Hate only breeds more hate, precluding any meaningful climate action. Although I’m aware that hate is counter-productive, even I struggle to resist it especially when I encounter climate deniers who actively try to undermine the efforts of activists. Climate denial and inaction, and the ongoing destruction of our planet fills me with anger. But this is an emotion that mobilises me to take action. However, I need to be wary because anger can easily give way to hate – and I refuse to make room for hate in my life.
Robbie
I’d like to say that I don’t experience much hate. But I think that statement would be driven by the mainstream view that hate is a bad thing. Saying that you are not hateful is kind of the ‘correct’ answer. But hate is there whether we like it or not, because it’s fundamentally a passion and I don’t think we can escape it.
My take on emotions and passions is increasingly informed by interpretations of Lacanian psychoanalysis. It offers intriguing ways of thinking, and helps us make connections between big socio-political questions and emotional registers. Take misogyny, which is an example that alerts us to the connections between hatred and love. The Lacanian cultural critic Renata Salecl argues that both love and hate involve fascination with the X in the other. The X is something sublime, which the other does not really have. To illustrate this point, Salecl tells the story of a man who, while in love with a woman, finds her sipping of coffee to be a beautiful gesture. Once he has fallen out of love, that same sip of coffee becomes disgusting to him. The audience laughs at Salecl’s story, but it is awkward because similar dynamics are at stake in domestic violence or in the hateful ideology of the misogynist ‘incel’. The audience also laughs when Salecl describes an encounter with a eugenicist who designs dating apps linked to genetic codes. Awkward, awkward, laughter.

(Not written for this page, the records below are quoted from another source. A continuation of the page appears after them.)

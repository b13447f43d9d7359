use ratatui::{
    Frame,
    layout::{Alignment, Constraint, Direction, Layout},
    style::{Color, Modifier, Style},
    text::{Line, Span},
    widgets::{Block, BorderType, Borders, Clear, Paragraph},
};

use crate::game::{FoodType, GameOver, GameState, Position};
use crate::metrics::GameMetrics;

/// Window-title style status line
pub fn status_title(state: &GameState) -> String {
    if state.paused {
        return format!(
            "Snake Game - Paused - Level: {} - Score: {}",
            state.level, state.score
        );
    }
    format!(
        "Snake Game - Level: {} - Score: {} - Time Left: {}s",
        state.level, state.score, state.remaining_time_secs
    )
}

pub fn food_color(kind: FoodType) -> Color {
    match kind {
        FoodType::Normal => Color::Cyan,
        FoodType::DoublePoints => Color::Yellow,
        FoodType::SlowTimer => Color::Blue,
        FoodType::SpeedUp => Color::Magenta,
        FoodType::ReverseControls => Color::LightRed,
    }
}

pub struct Renderer;

impl Renderer {
    pub fn new() -> Self {
        Self
    }

    /// Draw one frame; `game_over` holds the banner of a session that just ended
    pub fn render(
        &self,
        frame: &mut Frame,
        state: &GameState,
        metrics: &GameMetrics,
        game_over: Option<&GameOver>,
    ) {
        let chunks = Layout::default()
            .direction(Direction::Vertical)
            .constraints([
                Constraint::Length(2), // Header
                Constraint::Min(0),    // Game area
                Constraint::Length(2), // Legend and controls
            ])
            .split(frame.area());

        frame.render_widget(self.render_stats(state, metrics), chunks[0]);
        frame.render_widget(self.render_grid(state), chunks[1]);
        frame.render_widget(self.render_footer(), chunks[2]);

        if let Some(over) = game_over {
            let banner_area = Layout::default()
                .direction(Direction::Vertical)
                .constraints([
                    Constraint::Percentage(30),
                    Constraint::Length(9),
                    Constraint::Min(0),
                ])
                .split(chunks[1])[1];
            let banner_area = Layout::default()
                .direction(Direction::Horizontal)
                .constraints([
                    Constraint::Percentage(25),
                    Constraint::Percentage(50),
                    Constraint::Percentage(25),
                ])
                .split(banner_area)[1];

            frame.render_widget(Clear, banner_area);
            frame.render_widget(self.render_game_over(over), banner_area);
        }
    }

    fn render_grid(&self, state: &GameState) -> Paragraph<'_> {
        let head = state.snake.head();
        let mut lines = Vec::with_capacity(state.grid_height);

        for y in 0..state.grid_height {
            let mut spans = Vec::with_capacity(state.grid_width);

            for x in 0..state.grid_width {
                let pos = Position::new(x as i32, y as i32);

                let cell = if pos == head {
                    Span::styled(
                        "██",
                        Style::default()
                            .fg(Color::LightGreen)
                            .add_modifier(Modifier::BOLD),
                    )
                } else if state.snake.occupies(pos) {
                    Span::styled("██", Style::default().fg(Color::Green))
                } else if pos == state.food.position {
                    Span::styled(
                        "● ",
                        Style::default()
                            .fg(food_color(state.food.kind))
                            .add_modifier(Modifier::BOLD),
                    )
                } else if state.obstacles.contains(&pos) {
                    Span::styled("▓▓", Style::default().fg(Color::Gray))
                } else if state.traps.contains(&pos) {
                    Span::styled("▓▓", Style::default().fg(Color::Red))
                } else {
                    // Cell boundary marker
                    Span::styled("· ", Style::default().fg(Color::DarkGray))
                };

                spans.push(cell);
            }

            lines.push(Line::from(spans));
        }

        let border_color = if state.paused {
            Color::Yellow
        } else {
            Color::White
        };

        Paragraph::new(lines)
            .block(
                Block::default()
                    .borders(Borders::ALL)
                    .border_type(BorderType::Double)
                    .border_style(Style::default().fg(border_color))
                    .title(format!(" {} ", status_title(state))),
            )
            .alignment(Alignment::Center)
    }

    fn render_stats(&self, state: &GameState, metrics: &GameMetrics) -> Paragraph<'_> {
        let label = Style::default().fg(Color::Yellow);
        let value = Style::default().fg(Color::White);

        let mut spans = vec![
            Span::styled("Level: ", label),
            Span::styled(
                state.level.to_string(),
                value.add_modifier(Modifier::BOLD),
            ),
            Span::raw("    "),
            Span::styled("Score: ", label),
            Span::styled(
                state.score.to_string(),
                value.add_modifier(Modifier::BOLD),
            ),
            Span::raw("    "),
            Span::styled("Length: ", label),
            Span::styled(state.snake.len().to_string(), value),
            Span::raw("    "),
            Span::styled("Speed: ", label),
            Span::styled(format!("{}ms", state.tick_interval_ms), value),
            Span::raw("    "),
            Span::styled("Best: ", label),
            Span::styled(
                format!("{} (L{})", metrics.high_score, metrics.best_level),
                value,
            ),
            Span::raw("    "),
            Span::styled("Games: ", label),
            Span::styled(metrics.games_played.to_string(), value),
            Span::raw("    "),
            Span::styled("Time: ", label),
            Span::styled(metrics.format_time(), value),
        ];

        if state.paused {
            spans.push(Span::raw("    "));
            spans.push(Span::styled(
                "PAUSED",
                Style::default()
                    .fg(Color::Yellow)
                    .add_modifier(Modifier::BOLD | Modifier::SLOW_BLINK),
            ));
        }

        Paragraph::new(Line::from(spans)).alignment(Alignment::Center)
    }

    fn render_game_over(&self, over: &GameOver) -> Paragraph<'_> {
        let text = vec![
            Line::from(""),
            Line::from(vec![Span::styled(
                "GAME OVER",
                Style::default().fg(Color::Red).add_modifier(Modifier::BOLD),
            )]),
            Line::from(format!("The snake {} on level {}", over.reason, over.level)),
            Line::from(vec![
                Span::styled("Final Score: ", Style::default().fg(Color::Yellow)),
                Span::styled(
                    over.final_score.to_string(),
                    Style::default()
                        .fg(Color::White)
                        .add_modifier(Modifier::BOLD),
                ),
            ]),
            Line::from(""),
            Line::from(vec![
                Span::styled("Press ", Style::default().fg(Color::Gray)),
                Span::styled(
                    "Enter",
                    Style::default()
                        .fg(Color::Green)
                        .add_modifier(Modifier::BOLD),
                ),
                Span::styled(" to play again or ", Style::default().fg(Color::Gray)),
                Span::styled(
                    "Q",
                    Style::default().fg(Color::Red).add_modifier(Modifier::BOLD),
                ),
                Span::styled(" to quit", Style::default().fg(Color::Gray)),
            ]),
        ];

        Paragraph::new(text).alignment(Alignment::Center).block(
            Block::default()
                .borders(Borders::ALL)
                .border_style(Style::default().fg(Color::Red)),
        )
    }

    fn render_footer(&self) -> Paragraph<'_> {
        let mut legend = vec![Span::raw("Food: ")];
        for kind in FoodType::ALL {
            legend.push(Span::styled("● ", Style::default().fg(food_color(kind))));
            legend.push(Span::raw(format!("{}  ", kind.label())));
        }
        legend.push(Span::styled("▓▓", Style::default().fg(Color::Gray)));
        legend.push(Span::raw(" wall  "));
        legend.push(Span::styled("▓▓", Style::default().fg(Color::Red)));
        legend.push(Span::raw(" trap"));

        let controls = Line::from(vec![
            Span::styled("↑↓←→", Style::default().fg(Color::Cyan)),
            Span::raw(" to move | "),
            Span::styled("P", Style::default().fg(Color::Yellow)),
            Span::raw(" to pause | "),
            Span::styled("Q", Style::default().fg(Color::Red)),
            Span::raw(" to quit"),
        ]);

        Paragraph::new(vec![Line::from(legend), controls]).alignment(Alignment::Center)
    }
}

impl Default for Renderer {
    fn default() -> Self {
        Self::new()
    }
}
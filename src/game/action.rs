/// Direction the snake can move
///
/// Discriminants go clockwise starting from Right, so opposite directions are
/// always two apart modulo four.
#[derive(Debug, Clone, Copy, PartialEq, Eq, Hash)]
pub enum Direction {
    Right = 0,
    Down = 1,
    Left = 2,
    Up = 3,
}

impl Direction {
    pub const ALL: [Direction; 4] = [
        Direction::Right,
        Direction::Down,
        Direction::Left,
        Direction::Up,
    ];

    /// Numeric encoding (0: right, 1: down, 2: left, 3: up)
    pub fn index(self) -> u8 {
        self as u8
    }

    /// Decode a direction, wrapping any value modulo four
    pub fn from_index(index: u8) -> Self {
        Self::ALL[(index % 4) as usize]
    }

    /// The direction pointing the other way
    pub fn opposite(self) -> Self {
        Self::from_index(self.index() + 2)
    }

    /// Returns true if turning from self to other would be a 180-degree turn
    pub fn is_opposite(&self, other: Direction) -> bool {
        self.opposite() == other
    }

    /// Returns the delta (dx, dy) for moving in this direction
    pub fn delta(&self) -> (i32, i32) {
        match self {
            Direction::Right => (1, 0),
            Direction::Down => (0, 1),
            Direction::Left => (-1, 0),
            Direction::Up => (0, -1),
        }
    }
}

/// Request fed into the game by the input layer
#[derive(Debug, Clone, Copy, PartialEq, Eq)]
pub enum Action {
    /// Steer towards a direction (ignored if it would reverse the snake)
    Move(Direction),
    /// Suspend or resume tick advancement
    TogglePause,
}
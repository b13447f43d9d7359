use super::{
    action::{Action, Direction},
    config::GameConfig,
    food::{Food, FoodType},
    state::{GameOverReason, GameState, Position, Snake},
};
use log::{debug, info, warn};
use rand::rngs::StdRng;
use rand::seq::SliceRandom;
use rand::{Rng, SeedableRng};
use std::collections::HashSet;

/// Summary of a finished session
#[derive(Debug, Clone, Copy, PartialEq, Eq)]
pub struct GameOver {
    pub final_score: u32,
    pub level: u32,
    pub reason: GameOverReason,
}

/// Result of advancing the game clock
#[derive(Debug, Clone, Copy, Default, PartialEq, Eq)]
pub struct TickResult {
    /// Whether the snake moved (false while paused)
    pub advanced: bool,
    /// Food eaten this tick, if any
    pub ate: Option<FoodType>,
    /// Whether the level went up this tick
    pub leveled_up: bool,
    /// Set when the session ended; the state has already been reset
    pub game_over: Option<GameOver>,
}

/// The game engine that handles all game logic
///
/// The engine owns the configuration and the random source; all session data
/// lives in [`GameState`], which the engine mutates in place.
pub struct GameEngine {
    config: GameConfig,
    rng: StdRng,
}

impl GameEngine {
    /// Create a new game engine, seeded from the config when it carries a seed
    pub fn new(config: GameConfig) -> Self {
        let rng = match config.seed {
            Some(seed) => StdRng::seed_from_u64(seed),
            None => StdRng::from_entropy(),
        };
        Self { config, rng }
    }

    pub fn config(&self) -> &GameConfig {
        &self.config
    }

    /// Build the state for a fresh session
    pub fn new_game(&mut self) -> GameState {
        let origin = self.config.origin;
        let (width, height) = self.config.grid_size_for_level(1);
        let mut state = GameState::new(
            Snake::new(origin, Direction::Right, 1),
            Food::new(origin, FoodType::Normal),
            width,
            height,
        );
        self.reset(&mut state);
        state
    }

    /// Reinitialize every field of the session in place
    pub fn reset(&mut self, state: &mut GameState) {
        let (width, height) = self.config.grid_size_for_level(1);

        state.snake = Snake::new(self.config.origin, Direction::Right, 1);
        state.grid_width = width;
        state.grid_height = height;
        state.score = 0;
        state.level = 1;
        state.tick_interval_ms = self.config.initial_tick_ms;
        state.remaining_time_secs = self.config.remaining_time_secs;
        state.paused = false;
        state.queued_direction = None;
        state.ticks = 0;
        state.obstacles.clear();
        state.traps.clear();
        state.food = Food::new(self.config.origin, FoodType::Normal);

        if let Err(reason) = self.populate_board(state) {
            warn!("Base grid could not be populated: {}", reason);
        }
    }

    /// Feed an input request into the session
    pub fn apply_action(&self, state: &mut GameState, action: Action) {
        match action {
            Action::Move(direction) => {
                self.request_direction(state, direction);
            }
            Action::TogglePause => self.toggle_pause(state),
        }
    }

    /// Queue a steering request for the next tick
    ///
    /// Returns false when the request was dropped: the game is paused or the
    /// direction is the exact reverse of the last move.
    pub fn request_direction(&self, state: &mut GameState, direction: Direction) -> bool {
        if state.paused || state.snake.direction.is_opposite(direction) {
            return false;
        }
        state.queued_direction = Some(direction);
        true
    }

    pub fn toggle_pause(&self, state: &mut GameState) {
        state.paused = !state.paused;
        info!("Game {}", if state.paused { "paused" } else { "resumed" });
    }

    /// Execute one tick of the game
    pub fn advance_tick(&mut self, state: &mut GameState) -> TickResult {
        if state.paused {
            return TickResult::default();
        }

        if let Some(direction) = state.queued_direction.take() {
            if !state.snake.direction.is_opposite(direction) {
                state.snake.direction = direction;
            }
        }

        let new_head = state.snake.head().moved_in_direction(state.snake.direction);

        if let Some(reason) = self.check_collision(state, new_head) {
            return self.game_over(state, reason);
        }

        let ate_food = new_head == state.food.position;
        state.snake.advance_to(new_head, ate_food);
        state.ticks += 1;

        let mut result = TickResult {
            advanced: true,
            ..Default::default()
        };

        if ate_food {
            let kind = state.food.kind;
            self.apply_food_effect(state, kind);
            debug!(
                "Ate {:?} at ({}, {}). Score: {}",
                kind, new_head.x, new_head.y, state.score
            );
            result.ate = Some(kind);

            match self.spawn_food(state) {
                Some(food) => state.food = food,
                None => return self.game_over(state, GameOverReason::NoSpace),
            }
        }

        match self.check_level_progression(state) {
            Ok(leveled_up) => result.leveled_up = leveled_up,
            Err(reason) => return self.game_over(state, reason),
        }

        result
    }

    /// Count the challenge timer down by one second
    ///
    /// Inert unless the time challenge is enabled.
    pub fn countdown(&mut self, state: &mut GameState) -> TickResult {
        if !self.config.time_challenge || state.paused {
            return TickResult::default();
        }

        state.remaining_time_secs = state.remaining_time_secs.saturating_sub(1);
        if state.remaining_time_secs == 0 {
            return self.game_over(state, GameOverReason::TimeUp);
        }

        TickResult::default()
    }

    /// Check if the new head position causes a collision
    pub fn check_collision(&self, state: &GameState, pos: Position) -> Option<GameOverReason> {
        if !state.is_in_bounds(pos) {
            return Some(GameOverReason::Wall);
        }

        if state.obstacles.contains(&pos) {
            return Some(GameOverReason::Obstacle);
        }

        if state.traps.contains(&pos) {
            return Some(GameOverReason::Trap);
        }

        if state.snake.occupies(pos) {
            return Some(GameOverReason::SelfCollision);
        }

        None
    }

    pub fn apply_food_effect(&self, state: &mut GameState, kind: FoodType) {
        match kind {
            FoodType::Normal => state.score += self.config.normal_points,
            FoodType::DoublePoints => state.score += self.config.double_points,
            FoodType::SlowTimer => state.tick_interval_ms += self.config.slow_timer_step_ms,
            FoodType::SpeedUp => {
                state.tick_interval_ms = state
                    .tick_interval_ms
                    .saturating_sub(self.config.speed_up_step_ms)
                    .max(self.config.min_tick_ms);
            }
            FoodType::ReverseControls => {
                state.snake.direction = state.snake.direction.opposite();
            }
        }
    }

    /// Advance at most one level if the score has reached the threshold
    fn check_level_progression(&mut self, state: &mut GameState) -> Result<bool, GameOverReason> {
        if state.score < self.config.level_threshold(state.level) {
            return Ok(false);
        }

        state.level += 1;
        let (width, height) = self.config.grid_size_for_level(state.level);
        state.grid_width = width;
        state.grid_height = height;
        self.populate_board(state)?;

        info!(
            "Level up: level {} ({}x{}), score {}",
            state.level, width, height, state.score
        );
        Ok(true)
    }

    fn game_over(&mut self, state: &mut GameState, reason: GameOverReason) -> TickResult {
        let over = GameOver {
            final_score: state.score,
            level: state.level,
            reason,
        };
        info!(
            "Game over: snake {} at level {} with score {}",
            reason, over.level, over.final_score
        );

        self.reset(state);

        TickResult {
            game_over: Some(over),
            ..Default::default()
        }
    }

    /// Regenerate obstacles, traps and food for the current level and grid
    fn populate_board(&mut self, state: &mut GameState) -> Result<(), GameOverReason> {
        self.spawn_obstacles(state);
        self.spawn_traps(state);
        state.food = self.spawn_food(state).ok_or(GameOverReason::NoSpace)?;
        Ok(())
    }

    /// Place the level's obstacles away from the snake and the food
    pub fn spawn_obstacles(&mut self, state: &mut GameState) {
        let count = self.config.obstacle_count(state.level);
        let mut placed = HashSet::with_capacity(count);

        for _ in 0..count {
            let cell = self.random_free_cell(state.grid_width, state.grid_height, |pos| {
                state.snake.occupies(pos) || pos == state.food.position || placed.contains(&pos)
            });
            match cell {
                Some(pos) => {
                    placed.insert(pos);
                }
                None => {
                    warn!("Placed only {} of {} obstacles", placed.len(), count);
                    break;
                }
            }
        }

        state.obstacles = placed;
    }

    /// Place the level's traps on cells nothing else occupies
    pub fn spawn_traps(&mut self, state: &mut GameState) {
        let count = self.config.trap_count(state.level);
        let mut placed = HashSet::with_capacity(count);
        state.traps.clear();

        for _ in 0..count {
            let cell = self.random_free_cell(state.grid_width, state.grid_height, |pos| {
                state.is_occupied(pos) || placed.contains(&pos)
            });
            match cell {
                Some(pos) => {
                    placed.insert(pos);
                }
                None => {
                    warn!("Placed only {} of {} traps", placed.len(), count);
                    break;
                }
            }
        }

        state.traps = placed;
    }

    /// Pick a food cell clear of the snake, obstacles and traps
    pub fn spawn_food(&mut self, state: &GameState) -> Option<Food> {
        let position = self.random_free_cell(state.grid_width, state.grid_height, |pos| {
            state.snake.occupies(pos)
                || state.obstacles.contains(&pos)
                || state.traps.contains(&pos)
        })?;
        let kind = FoodType::random(&mut self.rng);
        debug!("Food spawned at ({}, {}): {:?}", position.x, position.y, kind);
        Some(Food::new(position, kind))
    }

    /// Rejection-sample a cell, then fall back to scanning for free cells
    fn random_free_cell<F>(&mut self, width: usize, height: usize, is_blocked: F) -> Option<Position>
    where
        F: Fn(Position) -> bool,
    {
        if width == 0 || height == 0 {
            return None;
        }

        for _ in 0..self.config.max_spawn_attempts {
            let x = self.rng.gen_range(0..width) as i32;
            let y = self.rng.gen_range(0..height) as i32;
            let pos = Position::new(x, y);

            if !is_blocked(pos) {
                return Some(pos);
            }
        }

        debug!(
            "No free cell after {} draws, scanning the grid",
            self.config.max_spawn_attempts
        );
        let free: Vec<Position> = (0..height as i32)
            .flat_map(|y| (0..width as i32).map(move |x| Position::new(x, y)))
            .filter(|&pos| !is_blocked(pos))
            .collect();
        free.choose(&mut self.rng).copied()
    }
}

Hate is there, carrying dangers, and it won’t be suppressed by denying its existence. Better to talk about the way that hate links to the (ideological) ways that we see the world. Although I think doing so is a ‘good idea’, I don’t find it easy to talk about my personal experiences of hate. I am more ready to discuss and even embrace anger as an emotion, rather than hate. Debatably, anger is more related to people’s behaviours or to unjust situations, compared to hate which is often directed at people themselves (especially dehumanised, stereotyped groups of people). If so, then anger is a more socially acceptable emotion.
I would be suspicious of someone engaged with climate issues who did not feel anger. It would suggest to me that they do not understand the injustice of climate change, or the severity of the likely impacts, or the way that the powerful seek to extend business as usual with its relations of exploitation and dispossession. Either such people fail to really get it, or they understand such things while repressing the emotional response. I think a bit of anger in the face of injustices like climate change is healthy for us. Personally, I find it energising. Politically, we won’t get anywhere close to resolving the climate crisis by playing nice and never getting angry.